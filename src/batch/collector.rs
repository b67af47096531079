//! # 项目文件收集器
//!
//! 根据输入路径与 glob 模式收集待汇总的项目文件列表。
//!
//! ## 功能
//! - 单文件输入原样返回
//! - 目录输入按模式匹配，缺省 `*.json`
//! - 可选递归子目录
//!
//! ## 依赖关系
//! - 被 `commands/rollup.rs` 调用
//! - 使用 `walkdir` 遍历目录，`glob` 编译模式

use std::path::{Path, PathBuf};

use glob::Pattern;
use walkdir::WalkDir;

use crate::error::{QiangsuanError, Result};

/// 文件收集器
pub struct FileCollector {
    input: PathBuf,

    /// 编译后的匹配模式
    patterns: Vec<Pattern>,

    recursive: bool,
}

impl FileCollector {
    /// 创建收集器，缺省匹配 `*.json`
    pub fn new(input: PathBuf) -> Self {
        Self {
            input,
            patterns: vec![Pattern::new("*.json").unwrap()],
            recursive: false,
        }
    }

    /// 设置匹配模式（逗号分隔多模式），非法模式报错
    pub fn with_pattern(mut self, pattern: &str) -> Result<Self> {
        let mut patterns = Vec::new();
        for part in pattern.split(',').map(str::trim).filter(|s| !s.is_empty()) {
            let compiled = Pattern::new(part).map_err(|e| {
                QiangsuanError::InvalidArgument(format!("Invalid pattern '{}': {}", part, e))
            })?;
            patterns.push(compiled);
        }
        if !patterns.is_empty() {
            self.patterns = patterns;
        }
        Ok(self)
    }

    /// 设置是否递归子目录
    pub fn recursive(mut self, recursive: bool) -> Self {
        self.recursive = recursive;
        self
    }

    /// 输入是否为单文件
    pub fn is_single_file(&self) -> bool {
        self.input.is_file()
    }

    /// 输入是否为目录
    pub fn is_directory(&self) -> bool {
        self.input.is_dir()
    }

    /// 收集全部匹配文件（字典序）
    pub fn collect(&self) -> Vec<PathBuf> {
        if self.is_single_file() {
            return vec![self.input.clone()];
        }
        if !self.is_directory() {
            return Vec::new();
        }

        let max_depth = if self.recursive { usize::MAX } else { 1 };

        let mut files: Vec<PathBuf> = WalkDir::new(&self.input)
            .max_depth(max_depth)
            .into_iter()
            .filter_map(|e| e.ok())
            .filter(|e| e.file_type().is_file())
            .filter(|e| self.matches(e.path()))
            .map(|e| e.path().to_path_buf())
            .collect();

        files.sort();
        files
    }

    /// 文件名是否匹配任一模式
    fn matches(&self, path: &Path) -> bool {
        match path.file_name().and_then(|n| n.to_str()) {
            Some(name) => self.patterns.iter().any(|p| p.matches(name)),
            None => false,
        }
    }
}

------------------------------------------------------------------------

REQUIRED ACTION - Search the entries above for the word "return", and copy every line where it occurs.

EXERCISE RESULT -
            return vec![self.input.clone()];
            return Vec::new();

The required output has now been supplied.